HuBERT model used for pretraining in HuBERT [Hsu et al., 2021].

Note

To build the model, please use one of the factory functions.

Methods

HuBERTPretrainModel.forward(waveforms: Tensor, labels: Tensor, audio_lengths: Optional[Tensor] = None) → Tuple[Tensor, Optional[Tensor]][source]
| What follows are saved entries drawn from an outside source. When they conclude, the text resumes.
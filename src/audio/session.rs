use dashmap::DashMap;
use rand::{seq::SliceRandom, Rng};
use serenity::model::id::{ChannelId, GuildId};
use std::{collections::VecDeque, sync::Arc};
use tokio::sync::Mutex;
use tracing::{debug, info, warn};

use super::{
    node::{AudioNode, NodeError, TrackEndReason},
    track::{LoopMode, Track},
};

/// Playback state of one guild.
///
/// `queue` only holds upcoming tracks; the one being played lives in `current`.
#[derive(Debug, Clone)]
pub struct Session {
    guild_id: GuildId,
    voice_channel: ChannelId,
    text_channel: ChannelId,
    queue: VecDeque<Track>,
    current: Option<Track>,
    paused: bool,
    loop_mode: LoopMode,
    volume: u16,
}

impl Session {
    pub fn new(
        guild_id: GuildId,
        voice_channel: ChannelId,
        text_channel: ChannelId,
        volume: u16,
    ) -> Self {
        Self {
            guild_id,
            voice_channel,
            text_channel,
            queue: VecDeque::new(),
            current: None,
            paused: false,
            loop_mode: LoopMode::None,
            volume,
        }
    }

    pub fn guild_id(&self) -> GuildId {
        self.guild_id
    }

    pub fn voice_channel(&self) -> ChannelId {
        self.voice_channel
    }

    /// Channel lifecycle messages go to; fixed when the session is created.
    pub fn text_channel(&self) -> ChannelId {
        self.text_channel
    }

    pub fn current(&self) -> Option<&Track> {
        self.current.as_ref()
    }

    pub fn upcoming(&self) -> &VecDeque<Track> {
        &self.queue
    }

    pub fn is_paused(&self) -> bool {
        self.paused
    }

    pub fn is_playing(&self) -> bool {
        self.current.is_some() && !self.paused
    }

    pub fn is_idle(&self) -> bool {
        self.current.is_none() && !self.paused
    }

    pub fn loop_mode(&self) -> LoopMode {
        self.loop_mode
    }

    pub fn volume(&self) -> u16 {
        self.volume
    }

    /// Appends a track and returns its 1-based position among upcoming tracks.
    pub fn enqueue(&mut self, track: Track) -> usize {
        self.queue.push_back(track);
        self.queue.len()
    }

    pub fn enqueue_all(&mut self, tracks: impl IntoIterator<Item = Track>) -> usize {
        let before = self.queue.len();
        self.queue.extend(tracks);
        self.queue.len() - before
    }

    /// Moves to the next track. With [`LoopMode::Queue`] the finished track
    /// goes back to the end of the queue first.
    pub fn advance(&mut self) -> Option<&Track> {
        self.advance_after(TrackEndReason::Finished)
    }

    /// Moves to the next track after the current one ended for `reason`.
    pub fn advance_after(&mut self, reason: TrackEndReason) -> Option<&Track> {
        if let Some(ended) = self.current.take() {
            if self.loop_mode == LoopMode::Queue && reason.requeues() {
                self.queue.push_back(ended);
            }
        }
        self.current = self.queue.pop_front();
        self.paused = false;
        self.current.as_ref()
    }

    /// Removes the upcoming track at 1-based `position`.
    pub fn remove(&mut self, position: usize) -> Option<Track> {
        position
            .checked_sub(1)
            .and_then(|index| self.queue.remove(index))
    }

    pub fn clear(&mut self) -> usize {
        let removed = self.queue.len();
        self.queue.clear();
        removed
    }

    pub fn shuffle<R: Rng + ?Sized>(&mut self, rng: &mut R) {
        self.queue.make_contiguous().shuffle(rng);
    }

    pub fn set_paused(&mut self, paused: bool) {
        self.paused = paused;
    }

    pub fn set_volume(&mut self, volume: u16) {
        self.volume = volume;
    }

    pub fn toggle_loop(&mut self) -> LoopMode {
        self.loop_mode = self.loop_mode.toggled();
        self.loop_mode
    }
}

pub type SessionHandle = Arc<Mutex<Session>>;

/// What happened when a guild's track ended.
#[derive(Debug)]
pub enum Advance {
    Next(Track),
    QueueEnded { text_channel: ChannelId },
    PlaybackFailed { text_channel: ChannelId, error: NodeError },
    NoSession,
}

/// Owns every guild's [`Session`] and is the only way to reach them.
///
/// Commands for one guild are serialized by that session's mutex; different
/// guilds never contend.
pub struct SessionManager {
    node: Arc<dyn AudioNode>,
    sessions: DashMap<GuildId, SessionHandle>,
    default_volume: u16,
}

impl SessionManager {
    pub fn new(node: Arc<dyn AudioNode>, default_volume: u16) -> Self {
        Self {
            node,
            sessions: DashMap::new(),
            default_volume,
        }
    }

    pub fn node(&self) -> &dyn AudioNode {
        self.node.as_ref()
    }

    pub fn get(&self, guild_id: GuildId) -> Option<SessionHandle> {
        self.sessions.get(&guild_id).map(|entry| entry.value().clone())
    }

    pub fn active_sessions(&self) -> usize {
        self.sessions.len()
    }

    /// Returns the guild's session, connecting to voice first if there is none.
    pub async fn get_or_create(
        &self,
        guild_id: GuildId,
        voice_channel: ChannelId,
        text_channel: ChannelId,
    ) -> Result<SessionHandle, NodeError> {
        if let Some(existing) = self.get(guild_id) {
            return Ok(existing);
        }

        self.node.connect(guild_id, voice_channel).await?;
        if self.default_volume != 100 {
            self.node.set_volume(guild_id, self.default_volume).await?;
        }

        let handle = self
            .sessions
            .entry(guild_id)
            .or_insert_with(|| {
                Arc::new(Mutex::new(Session::new(
                    guild_id,
                    voice_channel,
                    text_channel,
                    self.default_volume,
                )))
            })
            .clone();

        info!("🔊 Sesión creada en guild {} (canal de voz {})", guild_id, voice_channel);
        Ok(handle)
    }

    /// Drops the guild's session and tears down its node player.
    ///
    /// Returns `false` when there was nothing to destroy.
    pub async fn destroy(&self, guild_id: GuildId) -> Result<bool, NodeError> {
        if self.sessions.remove(&guild_id).is_none() {
            return Ok(false);
        }

        self.node.destroy(guild_id).await?;
        info!("👋 Sesión destruida en guild {}", guild_id);
        Ok(true)
    }

    /// Starts the next queued track after the current one ended.
    ///
    /// An exhausted queue destroys the session. If the session was destroyed
    /// or replaced meanwhile (e.g. by `stop`), nothing is reported.
    pub async fn advance(&self, guild_id: GuildId, reason: TrackEndReason) -> Advance {
        let Some(handle) = self.get(guild_id) else {
            debug!("Track end for guild {} without a session", guild_id);
            return Advance::NoSession;
        };

        let mut session = handle.lock().await;
        let text_channel = session.text_channel();
        let next = session.advance_after(reason).cloned();
        drop(session);

        let outcome = match next {
            Some(track) => match self.node.play(guild_id, &track).await {
                Ok(()) => return Advance::Next(track),
                Err(error) => Advance::PlaybackFailed {
                    text_channel,
                    error,
                },
            },
            None => Advance::QueueEnded { text_channel },
        };

        if !self.is_registered(guild_id, &handle) {
            debug!("Sesión de guild {} ya eliminada, fin de cola descartado", guild_id);
            return Advance::NoSession;
        }

        self.destroy_quietly(guild_id).await;
        outcome
    }

    fn is_registered(&self, guild_id: GuildId, handle: &SessionHandle) -> bool {
        self.get(guild_id)
            .is_some_and(|current| Arc::ptr_eq(&current, handle))
    }

    async fn destroy_quietly(&self, guild_id: GuildId) {
        if let Err(e) = self.destroy(guild_id).await {
            warn!("Error al destruir el player de guild {}: {}", guild_id, e);
        }
    }
}
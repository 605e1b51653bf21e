//! Chat-facing output: reply values, their embeds, and the sink that posts them.

pub mod embeds;
pub mod reply;
//! Prefix command parsing and the command vocabulary.

/// A message split into command name and arguments.
#[derive(Debug, Clone, PartialEq, Eq)]
pub struct ParsedCommand {
    /// Lower-cased first word after the prefix.
    pub name: String,
    pub args: Vec<String>,
}

impl ParsedCommand {
    /// Arguments joined back with single spaces.
    pub fn rest(&self) -> String {
        self.args.join(" ")
    }
}

/// Splits `content` into a command if it is addressed to the bot.
///
/// Returns `None` when the prefix is missing or nothing follows it.
pub fn parse(prefix: &str, content: &str) -> Option<ParsedCommand> {
    let body = content.strip_prefix(prefix)?;
    let mut words = body.split_whitespace();
    let name = words.next()?.to_lowercase();

    Some(ParsedCommand {
        name,
        args: words.map(str::to_string).collect(),
    })
}

#[derive(Debug, Clone, Copy, PartialEq, Eq)]
pub enum Command {
    Play,
    Pause,
    Resume,
    Skip,
    Stop,
    Queue,
    NowPlaying,
    Volume,
    Shuffle,
    Loop,
    Remove,
    Clear,
    Status,
    Help,
}

impl Command {
    /// Every command in the order `help` lists them.
    pub const ALL: [Command; 14] = [
        Command::Play,
        Command::Pause,
        Command::Resume,
        Command::Skip,
        Command::Stop,
        Command::Queue,
        Command::NowPlaying,
        Command::Volume,
        Command::Shuffle,
        Command::Loop,
        Command::Remove,
        Command::Clear,
        Command::Status,
        Command::Help,
    ];

    pub fn from_name(name: &str) -> Option<Self> {
        let command = match name {
            "play" => Command::Play,
            "pause" => Command::Pause,
            "resume" => Command::Resume,
            "skip" => Command::Skip,
            "stop" => Command::Stop,
            "queue" => Command::Queue,
            "nowplaying" | "np" => Command::NowPlaying,
            "volume" => Command::Volume,
            "shuffle" => Command::Shuffle,
            "loop" => Command::Loop,
            "remove" => Command::Remove,
            "clear" => Command::Clear,
            "status" => Command::Status,
            "help" => Command::Help,
            _ => return None,
        };
        Some(command)
    }

    pub fn name(self) -> &'static str {
        match self {
            Command::Play => "play",
            Command::Pause => "pause",
            Command::Resume => "resume",
            Command::Skip => "skip",
            Command::Stop => "stop",
            Command::Queue => "queue",
            Command::NowPlaying => "nowplaying",
            Command::Volume => "volume",
            Command::Shuffle => "shuffle",
            Command::Loop => "loop",
            Command::Remove => "remove",
            Command::Clear => "clear",
            Command::Status => "status",
            Command::Help => "help",
        }
    }

    /// Command name plus its argument placeholder, as shown in `help`.
    pub fn usage(self) -> &'static str {
        match self {
            Command::Play => "play <query>",
            Command::Volume => "volume <0-100>",
            Command::Remove => "remove <position>",
            other => other.name(),
        }
    }

    pub fn description(self) -> &'static str {
        match self {
            Command::Play => "Play a song or playlist",
            Command::Pause => "Pause the current track",
            Command::Resume => "Resume the current track",
            Command::Skip => "Skip the current track",
            Command::Stop => "Stop playback and clear queue",
            Command::Queue => "Show the current queue",
            Command::NowPlaying => "Show current track info",
            Command::Volume => "Adjust player volume",
            Command::Shuffle => "Shuffle the current queue",
            Command::Loop => "Toggle queue loop mode",
            Command::Remove => "Remove a track from queue",
            Command::Clear => "Clear the current queue",
            Command::Status => "Show player status",
            Command::Help => "Show this help message",
        }
    }

    pub fn requires_voice(self) -> bool {
        !matches!(self, Command::Help | Command::Status)
    }

    pub fn guild_only(self) -> bool {
        self != Command::Help
    }
}
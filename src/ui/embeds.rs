use serenity::{
    all::Timestamp,
    builder::{CreateEmbed, CreateEmbedFooter},
};
use std::time::Duration;

use crate::audio::track::{LoopMode, Track};

use super::reply::{PlayerStatus, Reply};

/// Paleta de colores estandarizada para el bot
pub mod colors {
    use serenity::all::Colour;

    pub const SUCCESS_GREEN: Colour = Colour::from_rgb(67, 181, 129);
    pub const ERROR_RED: Colour = Colour::from_rgb(220, 53, 69);
    pub const INFO_BLUE: Colour = Colour::from_rgb(52, 144, 220);
    pub const MUSIC_PURPLE: Colour = Colour::from_rgb(138, 43, 226);
    pub const NEUTRAL_GRAY: Colour = Colour::from_rgb(108, 117, 125);
}

/// Footer estandarizado para todos los embeds
const STANDARD_FOOTER: &str = "🎵 Lava Music";

/// Canciones de la cola que se listan antes de resumir el resto
const QUEUE_PREVIEW: usize = 10;

/// Convierte una respuesta en el embed que se envía al canal
pub fn render(reply: &Reply) -> CreateEmbed {
    let embed = match reply {
        Reply::Success(text) => CreateEmbed::default()
            .description(text)
            .color(colors::SUCCESS_GREEN),
        Reply::Error(text) => CreateEmbed::default()
            .description(format!("❌ {}", text))
            .color(colors::ERROR_RED),
        Reply::AddedToQueue { track, position } => create_track_added_embed(track, *position),
        Reply::AddedPlaylist { name, count } => create_playlist_added_embed(name, *count),
        Reply::NowPlaying(track) => create_now_playing_embed(track),
        Reply::QueueList {
            current,
            upcoming,
            loop_mode,
        } => create_queue_embed(current.as_ref(), upcoming, *loop_mode),
        Reply::Status(status) => create_status_embed(status),
        Reply::Help { prefix, commands } => {
            let lines = commands
                .iter()
                .map(|c| format!("`{}{}` - {}", prefix, c.usage(), c.description()))
                .collect::<Vec<_>>()
                .join("\n");
            CreateEmbed::default()
                .title("🎵 Commands")
                .description(lines)
                .color(colors::INFO_BLUE)
        }
        Reply::QueueEnded => CreateEmbed::default()
            .description("🏁 Queue has ended. Leaving the voice channel.")
            .color(colors::NEUTRAL_GRAY),
    };

    embed
        .timestamp(Timestamp::now())
        .footer(CreateEmbedFooter::new(STANDARD_FOOTER))
}

/// Crea un embed para mostrar la canción actual
pub fn create_now_playing_embed(track: &Track) -> CreateEmbed {
    let mut embed = CreateEmbed::default()
        .title("🎵 Now Playing")
        .description(format!("**{}**", track.title))
        .color(colors::MUSIC_PURPLE)
        .field("🎤 Artist", &track.author, true)
        .field("⏱️ Duration", track_length(track), true)
        .field("👤 Requested by", format!("<@{}>", track.requested_by), true);

    if let Some(uri) = &track.uri {
        embed = embed.url(uri);
    }

    embed
}

fn create_track_added_embed(track: &Track, position: usize) -> CreateEmbed {
    let mut embed = CreateEmbed::default()
        .title("✅ Added to Queue")
        .description(format!("**{}**", track.title))
        .color(colors::SUCCESS_GREEN)
        .field("🎤 Artist", &track.author, true)
        .field("⏱️ Duration", track_length(track), true)
        .field("📍 Position", position.to_string(), true);

    if let Some(uri) = &track.uri {
        embed = embed.url(uri);
    }

    embed
}

fn create_playlist_added_embed(name: &str, count: usize) -> CreateEmbed {
    let tracks = if count == 1 { "track" } else { "tracks" };
    CreateEmbed::default()
        .title("📋 Playlist Added")
        .description(format!("**{}**", name))
        .color(colors::MUSIC_PURPLE)
        .field("📊 Tracks", format!("{} {}", count, tracks), true)
}

/// Crea un embed para mostrar la cola de reproducción
fn create_queue_embed(current: Option<&Track>, upcoming: &[Track], loop_mode: LoopMode) -> CreateEmbed {
    let mut embed = CreateEmbed::default()
        .title("📋 Queue")
        .color(colors::INFO_BLUE);

    if let Some(current) = current {
        let status = match loop_mode {
            LoopMode::Queue => "🔁",
            LoopMode::None => "▶️",
        };
        embed = embed.field(
            format!("{} Now Playing", status),
            format!("**{}** - {} `[{}]`", current.title, current.author, track_length(current)),
            false,
        );
    }

    if !upcoming.is_empty() {
        let mut description = upcoming
            .iter()
            .take(QUEUE_PREVIEW)
            .enumerate()
            .map(|(i, track)| format!("**{}**. {} `[{}]`", i + 1, track.title, track_length(track)))
            .collect::<Vec<_>>()
            .join("\n");

        if upcoming.len() > QUEUE_PREVIEW {
            description.push_str(&format!("\n...and {} more", upcoming.len() - QUEUE_PREVIEW));
        }

        embed = embed.field("Up Next", description, false);
    }

    let total: Duration = upcoming
        .iter()
        .filter(|track| !track.is_stream)
        .map(|track| track.length)
        .sum();

    embed.field(
        "Info",
        format!(
            "**Total:** {} tracks • **Duration:** {} • **Loop:** {}",
            upcoming.len(),
            format_duration(total),
            loop_mode
        ),
        false,
    )
}

fn create_status_embed(status: &PlayerStatus) -> CreateEmbed {
    let state = if status.playing {
        "▶️ Playing"
    } else if status.paused {
        "⏸️ Paused"
    } else {
        "⏹️ Idle"
    };

    let current = status
        .current
        .as_ref()
        .map(|track| format!("**{}**", track.title))
        .unwrap_or_else(|| "Nothing".to_string());

    CreateEmbed::default()
        .title("📊 Player Status")
        .color(colors::INFO_BLUE)
        .field("State", state, true)
        .field("🔊 Volume", format!("{}%", status.volume), true)
        .field("🔁 Loop", status.loop_mode.to_string(), true)
        .field("📋 Queued", status.queued.to_string(), true)
        .field("🎧 Channel", format!("<#{}>", status.voice_channel), true)
        .field("🎵 Current", current, false)
}

fn track_length(track: &Track) -> String {
    if track.is_stream {
        "🔴 Live".to_string()
    } else {
        format_duration(track.length)
    }
}

/// Formatea una duración como `m:ss` o `h:mm:ss`
pub fn format_duration(duration: Duration) -> String {
    let total_seconds = duration.as_secs();
    let hours = total_seconds / 3600;
    let minutes = (total_seconds % 3600) / 60;
    let seconds = total_seconds % 60;

    if hours > 0 {
        format!("{}:{:02}:{:02}", hours, minutes, seconds)
    } else {
        format!("{}:{:02}", minutes, seconds)
    }
}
Compute the sequence of probability distribution over labels.

Parameters:

waveforms (Tensor) – Audio tensor of dimension [batch, frames].
labels (Tensor) – Label for pre-training. A Tensor of dimension [batch, frames].
audio_lengths (Tensor or None, optional) – Indicates the valid length of each audio in the batch. Shape: [batch, ]. When the waveforms contains audios with different durations, by providing lengths argument, the model will compute the corresponding valid output lengths and apply proper mask in transformer attention layer. If None, it is assumed that all the audio in waveforms have valid length. Default: None.

Returns:

Tensor: The masked sequences of probability distribution (in logit). Shape: (masked_frames, num labels).
Tensor: The unmasked sequence of probability distribution (in logit). Shape: (unmasked_frames, num labels).
Tensor: The feature mean value for additional penalty loss. Shape: (1,).

Return type:

(Tensor, Tensor, Tensor)

`hubert_pretrain_model`	Builds custom `HuBERTPretrainModel` for training from scratch
`hubert_pretrain_base`	Builds "base" `HuBERTPretrainModel` from HuBERT [Hsu et al., 2021] for pretraining.
`hubert_pretrain_large`	Builds "large" `HuBERTPretrainModel` from HuBERT [Hsu et al., 2021] for pretraining.
`hubert_pretrain_xlarge`	Builds "extra large" `HuBERTPretrainModel` from HuBERT [Hsu et al., 2021] for pretraining.